Problem details:
Every line of the entries that holds the word "HalfOpen" is to be copied.

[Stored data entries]
Segment Open

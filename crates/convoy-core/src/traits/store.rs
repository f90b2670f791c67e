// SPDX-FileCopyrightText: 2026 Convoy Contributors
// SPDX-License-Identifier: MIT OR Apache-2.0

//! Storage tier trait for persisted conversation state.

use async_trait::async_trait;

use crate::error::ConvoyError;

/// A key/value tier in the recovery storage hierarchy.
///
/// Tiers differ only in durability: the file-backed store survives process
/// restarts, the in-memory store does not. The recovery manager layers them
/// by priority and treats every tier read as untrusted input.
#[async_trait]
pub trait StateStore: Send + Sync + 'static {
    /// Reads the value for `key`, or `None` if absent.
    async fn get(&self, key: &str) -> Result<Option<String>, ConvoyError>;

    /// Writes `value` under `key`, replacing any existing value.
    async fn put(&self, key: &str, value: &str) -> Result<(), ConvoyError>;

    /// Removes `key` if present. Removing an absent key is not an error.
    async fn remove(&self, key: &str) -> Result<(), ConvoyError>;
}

Segment Closed
Segment Open

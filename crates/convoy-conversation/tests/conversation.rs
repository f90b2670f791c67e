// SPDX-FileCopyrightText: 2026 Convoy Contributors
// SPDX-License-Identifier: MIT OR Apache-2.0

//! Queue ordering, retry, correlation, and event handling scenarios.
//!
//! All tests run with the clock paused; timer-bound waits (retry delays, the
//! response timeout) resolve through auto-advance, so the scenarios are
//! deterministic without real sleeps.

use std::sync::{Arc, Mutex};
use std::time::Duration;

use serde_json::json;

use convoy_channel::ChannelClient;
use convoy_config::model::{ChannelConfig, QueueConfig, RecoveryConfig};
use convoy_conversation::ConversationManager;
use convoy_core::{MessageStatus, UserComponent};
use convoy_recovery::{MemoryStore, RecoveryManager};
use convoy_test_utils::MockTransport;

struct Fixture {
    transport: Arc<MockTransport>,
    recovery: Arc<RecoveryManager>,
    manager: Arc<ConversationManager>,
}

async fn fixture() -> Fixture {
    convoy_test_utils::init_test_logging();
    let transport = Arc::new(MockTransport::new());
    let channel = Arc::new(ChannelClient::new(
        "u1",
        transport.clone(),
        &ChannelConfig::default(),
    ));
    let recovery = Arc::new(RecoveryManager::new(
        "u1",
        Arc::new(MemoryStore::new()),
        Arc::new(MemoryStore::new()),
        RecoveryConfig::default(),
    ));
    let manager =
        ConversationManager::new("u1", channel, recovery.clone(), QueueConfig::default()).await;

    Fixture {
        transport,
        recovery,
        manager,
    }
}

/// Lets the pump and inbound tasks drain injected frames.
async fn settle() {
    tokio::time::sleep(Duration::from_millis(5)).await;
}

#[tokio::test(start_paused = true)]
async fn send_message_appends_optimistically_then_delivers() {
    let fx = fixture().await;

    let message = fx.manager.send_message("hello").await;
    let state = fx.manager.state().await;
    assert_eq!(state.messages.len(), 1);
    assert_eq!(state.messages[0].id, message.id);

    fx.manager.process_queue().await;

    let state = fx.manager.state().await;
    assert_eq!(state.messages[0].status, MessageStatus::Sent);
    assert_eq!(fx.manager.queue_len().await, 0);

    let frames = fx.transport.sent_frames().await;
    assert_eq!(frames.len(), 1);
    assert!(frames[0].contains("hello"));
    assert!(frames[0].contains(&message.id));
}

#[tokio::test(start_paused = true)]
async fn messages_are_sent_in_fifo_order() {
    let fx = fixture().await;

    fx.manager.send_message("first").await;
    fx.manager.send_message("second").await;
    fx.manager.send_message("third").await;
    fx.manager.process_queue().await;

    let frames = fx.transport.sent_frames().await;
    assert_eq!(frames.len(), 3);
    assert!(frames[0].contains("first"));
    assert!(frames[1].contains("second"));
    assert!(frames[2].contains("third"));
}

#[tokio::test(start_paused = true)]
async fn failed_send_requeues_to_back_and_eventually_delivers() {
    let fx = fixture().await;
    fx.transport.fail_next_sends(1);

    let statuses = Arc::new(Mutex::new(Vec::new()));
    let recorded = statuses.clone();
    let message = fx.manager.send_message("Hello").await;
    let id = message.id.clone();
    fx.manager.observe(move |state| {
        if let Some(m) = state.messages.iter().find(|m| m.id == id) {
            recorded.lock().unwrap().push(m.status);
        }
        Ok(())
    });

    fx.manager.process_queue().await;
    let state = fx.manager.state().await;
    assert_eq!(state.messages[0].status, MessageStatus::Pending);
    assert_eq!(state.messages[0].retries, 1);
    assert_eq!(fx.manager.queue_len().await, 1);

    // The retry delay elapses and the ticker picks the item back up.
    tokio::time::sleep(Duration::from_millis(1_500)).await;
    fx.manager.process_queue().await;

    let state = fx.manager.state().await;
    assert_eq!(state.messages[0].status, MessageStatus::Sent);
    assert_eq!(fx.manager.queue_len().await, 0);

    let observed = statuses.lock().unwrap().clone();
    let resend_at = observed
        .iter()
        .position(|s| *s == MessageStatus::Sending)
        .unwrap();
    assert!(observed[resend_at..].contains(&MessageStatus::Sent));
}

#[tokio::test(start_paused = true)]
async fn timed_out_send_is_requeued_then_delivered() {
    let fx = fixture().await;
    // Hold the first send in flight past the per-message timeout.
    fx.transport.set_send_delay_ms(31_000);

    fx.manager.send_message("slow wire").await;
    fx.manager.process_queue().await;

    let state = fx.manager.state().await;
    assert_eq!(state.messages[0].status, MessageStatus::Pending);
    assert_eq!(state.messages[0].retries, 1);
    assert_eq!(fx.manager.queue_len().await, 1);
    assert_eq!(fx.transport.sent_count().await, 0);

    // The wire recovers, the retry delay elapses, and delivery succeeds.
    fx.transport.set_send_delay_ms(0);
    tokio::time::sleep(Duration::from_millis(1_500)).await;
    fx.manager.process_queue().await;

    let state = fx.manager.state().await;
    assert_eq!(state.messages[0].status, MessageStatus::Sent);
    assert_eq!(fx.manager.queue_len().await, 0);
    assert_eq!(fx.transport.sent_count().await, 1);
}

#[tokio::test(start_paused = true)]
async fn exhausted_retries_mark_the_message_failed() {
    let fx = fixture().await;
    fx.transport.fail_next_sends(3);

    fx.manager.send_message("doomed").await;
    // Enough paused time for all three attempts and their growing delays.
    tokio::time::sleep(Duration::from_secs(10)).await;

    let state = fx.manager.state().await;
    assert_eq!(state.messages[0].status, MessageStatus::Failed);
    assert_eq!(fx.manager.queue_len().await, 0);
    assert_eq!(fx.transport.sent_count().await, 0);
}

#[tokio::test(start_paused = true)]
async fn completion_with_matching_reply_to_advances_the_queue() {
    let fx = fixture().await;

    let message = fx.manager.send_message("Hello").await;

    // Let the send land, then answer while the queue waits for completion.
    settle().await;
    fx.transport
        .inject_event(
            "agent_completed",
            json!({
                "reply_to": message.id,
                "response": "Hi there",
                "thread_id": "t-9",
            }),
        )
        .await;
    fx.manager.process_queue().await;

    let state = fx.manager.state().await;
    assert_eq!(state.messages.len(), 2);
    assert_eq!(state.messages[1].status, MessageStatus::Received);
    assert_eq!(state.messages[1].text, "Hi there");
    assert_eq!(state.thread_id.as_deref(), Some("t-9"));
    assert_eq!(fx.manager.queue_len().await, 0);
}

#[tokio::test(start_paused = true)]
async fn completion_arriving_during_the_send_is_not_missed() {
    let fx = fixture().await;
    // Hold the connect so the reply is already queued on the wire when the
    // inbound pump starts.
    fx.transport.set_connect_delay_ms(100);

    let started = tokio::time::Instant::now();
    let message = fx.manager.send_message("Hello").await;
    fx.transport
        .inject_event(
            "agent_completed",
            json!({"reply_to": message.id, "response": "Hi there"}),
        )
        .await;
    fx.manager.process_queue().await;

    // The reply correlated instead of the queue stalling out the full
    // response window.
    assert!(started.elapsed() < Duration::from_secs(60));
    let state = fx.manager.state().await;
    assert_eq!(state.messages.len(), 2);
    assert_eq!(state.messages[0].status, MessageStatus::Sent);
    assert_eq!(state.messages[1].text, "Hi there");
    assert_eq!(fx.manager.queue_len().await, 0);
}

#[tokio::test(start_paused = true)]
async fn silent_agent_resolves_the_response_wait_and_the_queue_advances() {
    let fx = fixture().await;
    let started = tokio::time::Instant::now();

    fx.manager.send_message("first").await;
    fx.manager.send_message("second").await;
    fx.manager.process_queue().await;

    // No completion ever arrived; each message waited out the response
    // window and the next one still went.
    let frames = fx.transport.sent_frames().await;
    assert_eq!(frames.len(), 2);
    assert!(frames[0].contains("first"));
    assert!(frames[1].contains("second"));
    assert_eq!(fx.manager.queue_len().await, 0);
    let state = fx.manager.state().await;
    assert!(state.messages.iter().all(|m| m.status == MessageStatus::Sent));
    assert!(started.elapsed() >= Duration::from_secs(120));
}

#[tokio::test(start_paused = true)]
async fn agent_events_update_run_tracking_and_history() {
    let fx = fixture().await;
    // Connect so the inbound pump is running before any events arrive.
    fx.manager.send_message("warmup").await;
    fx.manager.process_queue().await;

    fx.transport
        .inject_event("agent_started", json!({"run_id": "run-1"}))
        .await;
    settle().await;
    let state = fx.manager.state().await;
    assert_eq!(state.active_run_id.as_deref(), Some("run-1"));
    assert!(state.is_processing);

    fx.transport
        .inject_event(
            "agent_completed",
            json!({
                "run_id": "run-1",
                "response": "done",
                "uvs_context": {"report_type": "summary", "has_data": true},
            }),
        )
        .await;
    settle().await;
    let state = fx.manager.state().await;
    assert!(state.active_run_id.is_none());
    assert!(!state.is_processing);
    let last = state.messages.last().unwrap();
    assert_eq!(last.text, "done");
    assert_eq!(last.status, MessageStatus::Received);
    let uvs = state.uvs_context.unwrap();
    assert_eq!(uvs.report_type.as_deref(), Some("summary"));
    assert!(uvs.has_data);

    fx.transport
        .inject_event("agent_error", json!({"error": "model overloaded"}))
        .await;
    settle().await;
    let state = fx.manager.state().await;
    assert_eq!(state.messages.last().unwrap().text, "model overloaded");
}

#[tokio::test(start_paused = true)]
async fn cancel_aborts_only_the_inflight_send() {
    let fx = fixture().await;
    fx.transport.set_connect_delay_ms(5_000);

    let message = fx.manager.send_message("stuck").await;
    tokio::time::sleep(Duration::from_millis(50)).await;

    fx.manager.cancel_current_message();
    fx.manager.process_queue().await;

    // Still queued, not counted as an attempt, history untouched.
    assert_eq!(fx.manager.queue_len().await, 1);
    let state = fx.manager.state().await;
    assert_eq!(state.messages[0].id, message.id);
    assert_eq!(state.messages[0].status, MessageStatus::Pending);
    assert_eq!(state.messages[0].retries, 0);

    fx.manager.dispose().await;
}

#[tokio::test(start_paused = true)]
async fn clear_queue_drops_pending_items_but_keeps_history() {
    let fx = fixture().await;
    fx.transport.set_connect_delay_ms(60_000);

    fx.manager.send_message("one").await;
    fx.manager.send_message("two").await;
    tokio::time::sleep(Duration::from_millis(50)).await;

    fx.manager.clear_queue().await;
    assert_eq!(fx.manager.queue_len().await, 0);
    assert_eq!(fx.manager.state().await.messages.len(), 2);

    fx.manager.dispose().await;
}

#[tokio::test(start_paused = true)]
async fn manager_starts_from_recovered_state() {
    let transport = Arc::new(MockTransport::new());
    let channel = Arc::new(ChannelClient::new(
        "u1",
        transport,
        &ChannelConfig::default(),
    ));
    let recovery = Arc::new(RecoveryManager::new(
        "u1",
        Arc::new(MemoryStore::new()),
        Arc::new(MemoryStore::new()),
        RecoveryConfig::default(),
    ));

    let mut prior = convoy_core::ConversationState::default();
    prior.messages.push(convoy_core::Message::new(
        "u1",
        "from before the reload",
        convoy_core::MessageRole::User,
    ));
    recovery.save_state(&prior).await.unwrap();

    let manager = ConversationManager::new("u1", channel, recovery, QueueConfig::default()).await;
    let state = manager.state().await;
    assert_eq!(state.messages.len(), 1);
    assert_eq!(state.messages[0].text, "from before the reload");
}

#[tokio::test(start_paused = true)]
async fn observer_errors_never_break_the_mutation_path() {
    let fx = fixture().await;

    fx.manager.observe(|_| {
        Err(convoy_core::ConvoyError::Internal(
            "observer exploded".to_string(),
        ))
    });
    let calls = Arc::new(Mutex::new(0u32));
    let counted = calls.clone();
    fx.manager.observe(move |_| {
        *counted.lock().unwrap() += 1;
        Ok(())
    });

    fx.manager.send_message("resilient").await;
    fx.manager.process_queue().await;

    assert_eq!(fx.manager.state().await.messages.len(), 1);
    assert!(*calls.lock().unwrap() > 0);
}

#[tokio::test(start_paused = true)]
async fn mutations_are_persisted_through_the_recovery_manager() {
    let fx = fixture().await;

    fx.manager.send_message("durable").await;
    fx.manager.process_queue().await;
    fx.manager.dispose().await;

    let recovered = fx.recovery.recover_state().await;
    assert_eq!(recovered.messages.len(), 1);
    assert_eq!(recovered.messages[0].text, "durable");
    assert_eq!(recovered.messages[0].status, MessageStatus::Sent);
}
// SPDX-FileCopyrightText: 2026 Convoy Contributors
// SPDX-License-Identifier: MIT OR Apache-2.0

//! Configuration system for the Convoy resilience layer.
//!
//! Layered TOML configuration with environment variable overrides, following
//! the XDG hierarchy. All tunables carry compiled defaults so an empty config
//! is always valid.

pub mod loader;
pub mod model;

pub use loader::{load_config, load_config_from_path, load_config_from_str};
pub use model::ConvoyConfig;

Segment Closed
Segment Open

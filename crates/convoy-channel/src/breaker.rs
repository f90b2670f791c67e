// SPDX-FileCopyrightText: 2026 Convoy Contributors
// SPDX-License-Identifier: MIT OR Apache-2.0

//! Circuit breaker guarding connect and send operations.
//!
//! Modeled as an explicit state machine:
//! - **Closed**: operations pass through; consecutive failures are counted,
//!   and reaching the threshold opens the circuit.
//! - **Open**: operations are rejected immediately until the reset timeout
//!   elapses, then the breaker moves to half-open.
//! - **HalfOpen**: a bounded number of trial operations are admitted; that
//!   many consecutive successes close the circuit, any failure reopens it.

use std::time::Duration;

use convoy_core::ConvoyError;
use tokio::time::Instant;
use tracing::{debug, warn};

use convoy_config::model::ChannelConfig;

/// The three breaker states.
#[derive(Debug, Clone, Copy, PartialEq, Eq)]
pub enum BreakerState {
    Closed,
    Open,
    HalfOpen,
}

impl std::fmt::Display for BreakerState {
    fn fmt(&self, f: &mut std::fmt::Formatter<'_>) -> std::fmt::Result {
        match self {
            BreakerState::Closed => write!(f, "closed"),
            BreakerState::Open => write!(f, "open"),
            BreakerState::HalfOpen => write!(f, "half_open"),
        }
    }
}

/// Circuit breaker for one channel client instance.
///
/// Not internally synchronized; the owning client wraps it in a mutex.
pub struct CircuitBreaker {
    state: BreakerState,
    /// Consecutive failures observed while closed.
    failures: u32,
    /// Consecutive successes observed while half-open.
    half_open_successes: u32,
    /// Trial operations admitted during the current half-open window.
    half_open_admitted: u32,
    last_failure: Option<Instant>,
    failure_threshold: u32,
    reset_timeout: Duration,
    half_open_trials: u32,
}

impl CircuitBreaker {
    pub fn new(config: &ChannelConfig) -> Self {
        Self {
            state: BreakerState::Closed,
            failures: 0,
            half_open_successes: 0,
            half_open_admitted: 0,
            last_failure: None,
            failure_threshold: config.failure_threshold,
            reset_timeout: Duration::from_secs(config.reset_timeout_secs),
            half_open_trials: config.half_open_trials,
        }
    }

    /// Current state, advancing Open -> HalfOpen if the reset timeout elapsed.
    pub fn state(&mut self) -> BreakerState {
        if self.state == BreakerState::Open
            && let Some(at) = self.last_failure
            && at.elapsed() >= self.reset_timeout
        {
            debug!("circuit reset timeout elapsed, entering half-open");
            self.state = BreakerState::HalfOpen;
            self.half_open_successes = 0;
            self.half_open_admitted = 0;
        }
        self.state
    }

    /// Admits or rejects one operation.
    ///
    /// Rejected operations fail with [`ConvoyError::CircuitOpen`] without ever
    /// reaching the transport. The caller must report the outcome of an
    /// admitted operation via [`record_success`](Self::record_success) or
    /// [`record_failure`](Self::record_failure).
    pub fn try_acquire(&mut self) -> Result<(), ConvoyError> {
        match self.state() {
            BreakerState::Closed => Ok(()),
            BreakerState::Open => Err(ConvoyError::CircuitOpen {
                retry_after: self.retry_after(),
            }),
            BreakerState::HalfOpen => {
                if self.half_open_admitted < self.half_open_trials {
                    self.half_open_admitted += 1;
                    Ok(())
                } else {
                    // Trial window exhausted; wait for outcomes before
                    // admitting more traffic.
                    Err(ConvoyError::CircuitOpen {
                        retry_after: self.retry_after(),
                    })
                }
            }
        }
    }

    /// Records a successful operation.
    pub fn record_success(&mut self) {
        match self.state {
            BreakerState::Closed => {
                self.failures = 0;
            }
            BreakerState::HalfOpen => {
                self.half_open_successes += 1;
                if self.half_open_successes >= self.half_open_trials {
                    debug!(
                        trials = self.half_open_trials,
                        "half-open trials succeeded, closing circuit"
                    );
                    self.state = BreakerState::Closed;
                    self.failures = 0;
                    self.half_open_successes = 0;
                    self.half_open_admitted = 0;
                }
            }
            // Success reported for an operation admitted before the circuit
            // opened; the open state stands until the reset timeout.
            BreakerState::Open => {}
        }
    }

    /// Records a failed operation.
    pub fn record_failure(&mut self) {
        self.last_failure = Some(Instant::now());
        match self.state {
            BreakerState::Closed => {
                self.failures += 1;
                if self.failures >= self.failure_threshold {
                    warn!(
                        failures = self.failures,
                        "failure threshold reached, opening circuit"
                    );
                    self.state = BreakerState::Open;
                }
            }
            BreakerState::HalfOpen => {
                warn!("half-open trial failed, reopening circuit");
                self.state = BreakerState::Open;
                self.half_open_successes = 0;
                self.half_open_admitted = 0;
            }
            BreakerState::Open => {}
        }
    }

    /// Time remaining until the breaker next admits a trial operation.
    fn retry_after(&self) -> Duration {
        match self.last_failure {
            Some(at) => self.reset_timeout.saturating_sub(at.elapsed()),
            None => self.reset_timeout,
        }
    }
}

Segment Closed

Your response:
//! - **HalfOpen**: a bounded number of trial operations are admitted; that
    HalfOpen,
            BreakerState::HalfOpen => write!(f, "half_open"),
    /// Current state, advancing Open -> HalfOpen if the reset timeout elapsed.
            self.state = BreakerState::HalfOpen;
            BreakerState::HalfOpen => {
            BreakerState::HalfOpen => {
            BreakerState::HalfOpen => {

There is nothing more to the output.